[Opening DATA SHOWN section]

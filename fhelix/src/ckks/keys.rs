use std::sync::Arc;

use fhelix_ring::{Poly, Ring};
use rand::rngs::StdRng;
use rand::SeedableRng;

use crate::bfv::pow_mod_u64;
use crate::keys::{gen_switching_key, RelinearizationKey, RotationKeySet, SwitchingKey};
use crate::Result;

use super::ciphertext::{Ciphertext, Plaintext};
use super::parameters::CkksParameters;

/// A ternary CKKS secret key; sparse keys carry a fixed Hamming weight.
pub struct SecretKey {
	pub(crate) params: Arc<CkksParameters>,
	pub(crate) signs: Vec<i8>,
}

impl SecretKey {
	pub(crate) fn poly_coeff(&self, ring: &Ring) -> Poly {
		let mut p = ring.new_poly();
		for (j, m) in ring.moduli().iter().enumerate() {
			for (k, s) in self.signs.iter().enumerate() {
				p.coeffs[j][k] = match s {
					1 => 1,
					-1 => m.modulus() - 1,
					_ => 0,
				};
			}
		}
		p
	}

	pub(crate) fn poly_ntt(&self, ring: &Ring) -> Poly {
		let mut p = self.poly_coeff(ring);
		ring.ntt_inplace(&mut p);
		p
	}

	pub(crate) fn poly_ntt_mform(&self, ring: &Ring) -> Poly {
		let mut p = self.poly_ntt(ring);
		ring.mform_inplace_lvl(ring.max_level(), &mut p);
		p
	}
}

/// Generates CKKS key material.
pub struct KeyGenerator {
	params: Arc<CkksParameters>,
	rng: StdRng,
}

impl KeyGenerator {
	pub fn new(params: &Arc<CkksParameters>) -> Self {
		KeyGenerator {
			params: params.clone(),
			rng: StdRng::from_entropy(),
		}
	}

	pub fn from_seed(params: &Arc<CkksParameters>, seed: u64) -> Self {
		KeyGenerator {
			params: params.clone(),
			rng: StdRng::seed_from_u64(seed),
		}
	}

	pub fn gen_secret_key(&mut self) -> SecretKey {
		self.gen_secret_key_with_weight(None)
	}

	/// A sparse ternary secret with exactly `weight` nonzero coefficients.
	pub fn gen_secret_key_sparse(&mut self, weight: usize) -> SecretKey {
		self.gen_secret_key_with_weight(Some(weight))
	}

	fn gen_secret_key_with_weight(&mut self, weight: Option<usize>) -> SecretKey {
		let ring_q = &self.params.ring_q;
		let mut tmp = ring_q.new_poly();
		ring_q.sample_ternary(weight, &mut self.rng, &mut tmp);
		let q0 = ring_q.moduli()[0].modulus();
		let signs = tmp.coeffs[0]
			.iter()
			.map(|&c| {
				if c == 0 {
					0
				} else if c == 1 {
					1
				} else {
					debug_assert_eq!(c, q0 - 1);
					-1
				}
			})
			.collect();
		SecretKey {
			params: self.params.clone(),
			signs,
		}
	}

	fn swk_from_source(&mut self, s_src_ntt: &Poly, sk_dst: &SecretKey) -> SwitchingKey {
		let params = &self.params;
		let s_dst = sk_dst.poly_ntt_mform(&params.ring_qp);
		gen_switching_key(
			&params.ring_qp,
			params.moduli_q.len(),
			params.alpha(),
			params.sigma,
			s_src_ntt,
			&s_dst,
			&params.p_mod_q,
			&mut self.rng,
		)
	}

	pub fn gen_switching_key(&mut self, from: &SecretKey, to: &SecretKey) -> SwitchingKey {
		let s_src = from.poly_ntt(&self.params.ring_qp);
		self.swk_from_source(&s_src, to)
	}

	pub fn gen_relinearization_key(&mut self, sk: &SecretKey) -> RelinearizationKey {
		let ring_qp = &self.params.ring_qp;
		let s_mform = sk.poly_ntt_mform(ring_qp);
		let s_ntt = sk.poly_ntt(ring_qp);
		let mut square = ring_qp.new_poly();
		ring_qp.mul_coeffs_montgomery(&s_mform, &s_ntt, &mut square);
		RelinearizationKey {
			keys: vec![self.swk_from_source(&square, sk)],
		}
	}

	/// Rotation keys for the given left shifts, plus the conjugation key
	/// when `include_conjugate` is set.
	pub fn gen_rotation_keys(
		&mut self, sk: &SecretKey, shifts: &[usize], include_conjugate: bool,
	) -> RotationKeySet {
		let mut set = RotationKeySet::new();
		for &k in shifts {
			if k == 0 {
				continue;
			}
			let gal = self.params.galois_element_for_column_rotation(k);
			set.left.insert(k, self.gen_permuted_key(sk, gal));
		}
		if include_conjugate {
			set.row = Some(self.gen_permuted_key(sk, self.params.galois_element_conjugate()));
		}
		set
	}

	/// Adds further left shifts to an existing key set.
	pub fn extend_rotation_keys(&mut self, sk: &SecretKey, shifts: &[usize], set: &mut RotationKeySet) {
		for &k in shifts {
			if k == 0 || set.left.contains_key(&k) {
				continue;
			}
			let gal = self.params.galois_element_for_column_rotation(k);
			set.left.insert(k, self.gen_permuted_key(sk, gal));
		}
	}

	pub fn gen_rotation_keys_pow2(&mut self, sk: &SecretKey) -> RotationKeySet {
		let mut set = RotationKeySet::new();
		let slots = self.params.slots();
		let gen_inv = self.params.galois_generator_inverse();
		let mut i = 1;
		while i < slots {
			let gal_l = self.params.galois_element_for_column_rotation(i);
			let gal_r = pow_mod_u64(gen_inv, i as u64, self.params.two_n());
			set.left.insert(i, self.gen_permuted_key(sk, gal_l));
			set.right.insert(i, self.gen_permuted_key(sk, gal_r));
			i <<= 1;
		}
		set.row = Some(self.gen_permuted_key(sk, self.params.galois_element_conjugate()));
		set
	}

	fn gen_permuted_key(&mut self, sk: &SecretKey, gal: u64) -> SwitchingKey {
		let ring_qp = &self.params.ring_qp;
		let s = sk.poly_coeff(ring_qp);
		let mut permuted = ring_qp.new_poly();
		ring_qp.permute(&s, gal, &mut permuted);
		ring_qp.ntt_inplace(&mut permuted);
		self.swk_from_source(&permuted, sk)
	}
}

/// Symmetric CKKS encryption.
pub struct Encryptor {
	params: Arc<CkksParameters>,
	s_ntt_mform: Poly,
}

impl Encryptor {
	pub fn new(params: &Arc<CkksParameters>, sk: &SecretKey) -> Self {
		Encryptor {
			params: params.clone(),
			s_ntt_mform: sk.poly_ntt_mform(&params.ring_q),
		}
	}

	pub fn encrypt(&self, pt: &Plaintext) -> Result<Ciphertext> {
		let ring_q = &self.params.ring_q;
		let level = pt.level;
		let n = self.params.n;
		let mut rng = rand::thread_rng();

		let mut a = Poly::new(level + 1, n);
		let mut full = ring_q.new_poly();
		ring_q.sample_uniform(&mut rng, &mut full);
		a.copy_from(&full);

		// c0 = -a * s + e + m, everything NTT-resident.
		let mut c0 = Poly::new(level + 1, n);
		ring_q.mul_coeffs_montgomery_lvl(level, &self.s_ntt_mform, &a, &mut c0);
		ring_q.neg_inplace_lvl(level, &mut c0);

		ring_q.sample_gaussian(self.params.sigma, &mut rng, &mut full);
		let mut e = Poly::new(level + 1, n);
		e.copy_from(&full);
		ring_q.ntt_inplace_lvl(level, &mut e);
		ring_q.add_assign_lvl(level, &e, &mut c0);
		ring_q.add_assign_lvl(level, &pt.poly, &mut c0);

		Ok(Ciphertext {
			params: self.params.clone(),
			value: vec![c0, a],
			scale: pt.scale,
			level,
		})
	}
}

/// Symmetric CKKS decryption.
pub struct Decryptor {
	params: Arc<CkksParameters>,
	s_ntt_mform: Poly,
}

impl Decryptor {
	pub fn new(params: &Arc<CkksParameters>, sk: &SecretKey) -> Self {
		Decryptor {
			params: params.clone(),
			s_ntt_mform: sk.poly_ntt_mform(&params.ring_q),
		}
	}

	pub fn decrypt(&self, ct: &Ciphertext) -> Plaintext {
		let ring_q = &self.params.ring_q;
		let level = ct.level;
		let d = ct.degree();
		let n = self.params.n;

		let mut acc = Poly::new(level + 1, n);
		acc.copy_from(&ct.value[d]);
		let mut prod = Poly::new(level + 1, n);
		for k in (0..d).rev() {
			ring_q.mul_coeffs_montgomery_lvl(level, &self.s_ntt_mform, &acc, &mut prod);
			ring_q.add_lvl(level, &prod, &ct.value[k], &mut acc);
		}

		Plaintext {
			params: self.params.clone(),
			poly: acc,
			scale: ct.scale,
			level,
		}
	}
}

[Closing DATA SHOWN section]
[Opening DATA SHOWN section]

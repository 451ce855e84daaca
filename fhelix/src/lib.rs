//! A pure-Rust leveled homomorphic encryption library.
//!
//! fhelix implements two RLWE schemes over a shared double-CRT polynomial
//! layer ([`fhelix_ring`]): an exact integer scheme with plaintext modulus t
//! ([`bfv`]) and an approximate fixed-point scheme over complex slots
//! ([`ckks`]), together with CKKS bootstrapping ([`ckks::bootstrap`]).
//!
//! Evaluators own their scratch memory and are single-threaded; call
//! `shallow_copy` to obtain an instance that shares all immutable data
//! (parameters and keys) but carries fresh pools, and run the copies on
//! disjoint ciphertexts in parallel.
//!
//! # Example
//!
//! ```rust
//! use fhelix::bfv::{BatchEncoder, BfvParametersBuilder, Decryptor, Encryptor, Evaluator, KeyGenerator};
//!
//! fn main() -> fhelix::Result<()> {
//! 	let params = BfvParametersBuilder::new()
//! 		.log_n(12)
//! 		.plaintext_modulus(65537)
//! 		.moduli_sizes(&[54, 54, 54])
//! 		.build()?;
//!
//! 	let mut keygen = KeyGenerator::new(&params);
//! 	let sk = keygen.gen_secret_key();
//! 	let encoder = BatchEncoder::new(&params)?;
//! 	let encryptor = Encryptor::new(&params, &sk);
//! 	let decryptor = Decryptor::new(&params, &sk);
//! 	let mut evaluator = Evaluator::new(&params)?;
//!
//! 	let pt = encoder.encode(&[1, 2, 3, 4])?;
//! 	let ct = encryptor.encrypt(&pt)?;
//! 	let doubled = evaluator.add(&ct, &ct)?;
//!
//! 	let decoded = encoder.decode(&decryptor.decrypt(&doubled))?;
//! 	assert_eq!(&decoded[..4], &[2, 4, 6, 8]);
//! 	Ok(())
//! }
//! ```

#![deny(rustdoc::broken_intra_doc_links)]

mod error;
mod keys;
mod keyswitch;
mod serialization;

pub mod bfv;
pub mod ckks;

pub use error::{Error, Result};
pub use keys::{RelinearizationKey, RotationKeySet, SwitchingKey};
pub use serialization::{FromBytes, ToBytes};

[Closing DATA SHOWN section]

_WHAT YOU NEED TO DO_:
Whenever a line above includes "square", copy it in full.

_EXERCISE ANSWER_:
		let mut square = ring_qp.new_poly();
		ring_qp.mul_coeffs_montgomery(&s_mform, &s_ntt, &mut square);
			keys: vec![self.swk_from_source(&square, sk)],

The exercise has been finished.